3.1. Image Sharpness Assessment

In previous experiments, there were many ways to assess the sharpness of objects. For example, the LIVE database [39] is a colour image database developed by the University of Texas at Austin in 2006. It includes 779 distorted images with different average opinion scores (DMOS) from 161 observers, resulting in an image quality score ranging from 1 to 100. The AVA dataset [40] contains more than 250,000 images, each containing a semantic label, a style label, and an aesthetic score. There are 66 categories of semantic labels and 14 categories of style labels, with 10 scores ranging from 1 to 10. The TID2013 database [41,42] is a colour image database developed by Tampere University of Technology in Finland in 2013. It consists of 25 reference images in ‘BMP’ format, 3000 distorted images and 24 distortion types, subjectively evaluated by 985 observers, resulting in an image quality score ranging from 0 to 9. The NITS-IQA database [43] is composed of four hundred and five distorted images and nine original images. Subjective evaluations were made by 162 observers, resulting in an image quality score ranging from 1 to 100.

The image sharpness predictor used in this paper is implemented based on an improved Inception V4 network [44], replacing the last layer of the CNN with a fully connected layer with 10 neurons, which aims to generate a score ranging from 1–10 for any given image, which is then activated and outputted with softmax. The network structure is shown in Figure 7. In addition, the initial weight of the CNN is obtained by training on the ImageNet dataset [45]. In order to obtain the scores of image quality assessment, this paper conducts training on a large number of annotated datasets, including the LIVE dataset, TID2013 dataset, etc. It is worth mentioning that the model is not only based on a single scale prediction, but can make multi-scale predictions and obtain the final score by combining these predictions. In order to prove the reliability of the definition predictor, this paper also verifies the existing dataset by predicting the evaluation score distribution of the AVA dataset and generating histograms to compare with the original evaluation score distribution. As shown in Figure 8, the predicted mean value distribution is very close to the real mean value distribution.

To this end, the same image was tested with different resolution scores, and the experimental results are shown in Figure 9. It can be seen that when the image is the clearest, the score is 4.84678, while the fuzzy image score is only 2.68806. Even with a very clear image, it is extremely difficult to reach a high score.

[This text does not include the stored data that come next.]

//! Esperar: auto-waiting locators and retrying assertions for UI testing.
//!
//! Esperar (Spanish: "to wait / to expect") is the engine that lets a test
//! reference an element before it exists, wait for actionability before
//! interacting with it, and assert on eventually-consistent state without
//! manual sleeps.
//!
//! # Architecture
//!
//! ```text
//! ┌──────────────────────────────────────────────────────────────────┐
//! │                     ESPERAR Architecture                          │
//! ├──────────────────────────────────────────────────────────────────┤
//! │  ┌─────────┐   resolve per tick   ┌───────────────┐              │
//! │  │ Locator │─────────────────────►│ Live Document │◄─── host    │
//! │  └────┬────┘                      └───────────────┘   mutation  │
//! │       │ actions / reads / assertions                            │
//! │  ┌────▼───────────┐  ┌────────────────┐  ┌────────────────────┐ │
//! │  │ Actionability  │  │ Assertion      │  │ Event/Dialog       │ │
//! │  │ Prober         │  │ Engine         │  │ Bridge             │ │
//! │  └────┬───────────┘  └────┬───────────┘  └────┬───────────────┘ │
//! │       └───────────────────┴───────────────────┘                 │
//! │                   Retry/Poll Engine (cancellable)               │
//! └──────────────────────────────────────────────────────────────────┘
//! ```
//!
//! # Example
//!
//! ```
//! use esperar::{expect, ElementState, Page};
//!
//! let page = Page::new();
//! page.document()
//!     .insert(ElementState::new("button").with_dom_id("login").with_text("Login"));
//!
//! let button = page.locator("#login");
//! button.click()?;
//! expect(&button).to_be_visible()?;
//! # Ok::<(), esperar::EsperarError>(())
//! ```

#![warn(missing_docs)]
#![cfg_attr(test, allow(clippy::large_stack_arrays, clippy::large_stack_frames))]

mod actionability;
mod assertion;
mod config;
mod dialog;
mod dom;
mod locator;
mod network;
mod page;
mod poll;
mod result;
mod selector;

pub use actionability::{Action, ActionabilityState, Condition, ProbeFailure, Prober};
pub use assertion::soft::{
    AssertionFailure, AssertionSummary, FailureKind, SoftAssertionError, SoftAssertions,
    SoftExpect,
};
pub use assertion::{expect, Expect, Matcher, Verdict};
pub use config::{
    EngineConfig, LocatorOptions, DEFAULT_DIALOG_GRACE_MS, DEFAULT_NETWORK_QUIET_MS,
    DEFAULT_POLL_INTERVAL_MS, DEFAULT_TIMEOUT_MS, MIN_POLL_INTERVAL_MS,
};
pub use dialog::{Dialog, DialogAction, DialogBridge, DialogHandlerFn, DialogType};
pub use dom::{
    BoundingBox, ClickHandler, Document, DropHandler, ElementState, Point, SelectOption,
};
pub use locator::{Filter, Locator};
pub use network::NetworkMonitor;
pub use page::Page;
pub use poll::{poll_until, CancelToken, PollError, PollOutcome, PollSuccess};
pub use result::{EsperarError, EsperarResult};
pub use selector::{CssSelector, Selector, TextMatch};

3.2. Image Sharpness Evaluation at Different Distances

For the fixed-focus camera shooting objects of different distances, the sharpness will change, but within a certain distance, the human eye can hardly distinguish, and then it is necessary to judge by intelligent methods and build a data acquisition device, where the object and the detector are kept in the same horizontal line. Among them, the detector is an integrated photoelectric sensor and the carrying platform (HP-DMA2186), as shown in Figure 10. The results obtained by collecting different-distance images of the same object and evaluating the sharpness are shown in Figure 11. The detector is set to the fixed-focus mode for the experiment, in which the focal length of the detector is 11 mm (the current focal length can be displayed in the detector), the actual distance is measured using the infrared laser rangefinder, and then the length of the fixed tape measure is 2 m, which is the distance of each moving object, and the measurement results are obtained through several experiments. The final experimental measurement shows that the image of the object is the clearest at 5.172 m. The Pycharm 2023 software was used to draw a graph of distance and object sharpness, as shown in Figure 12. It can be seen that the curve of the experimental result is similar to the predicted curve: with the distance less than 5.172 m, the sharpness declines; when the distance is greater than 5.172 m, objects are also less sharp. In fact, for the case of 0 m, the object is attached to the detector, and the sharpness is 0. When the distance is greater than 5.172 m, the sharpness slowly declines until the detector is no longer able to capture the object; at this time the sharpness of the object becomes 0.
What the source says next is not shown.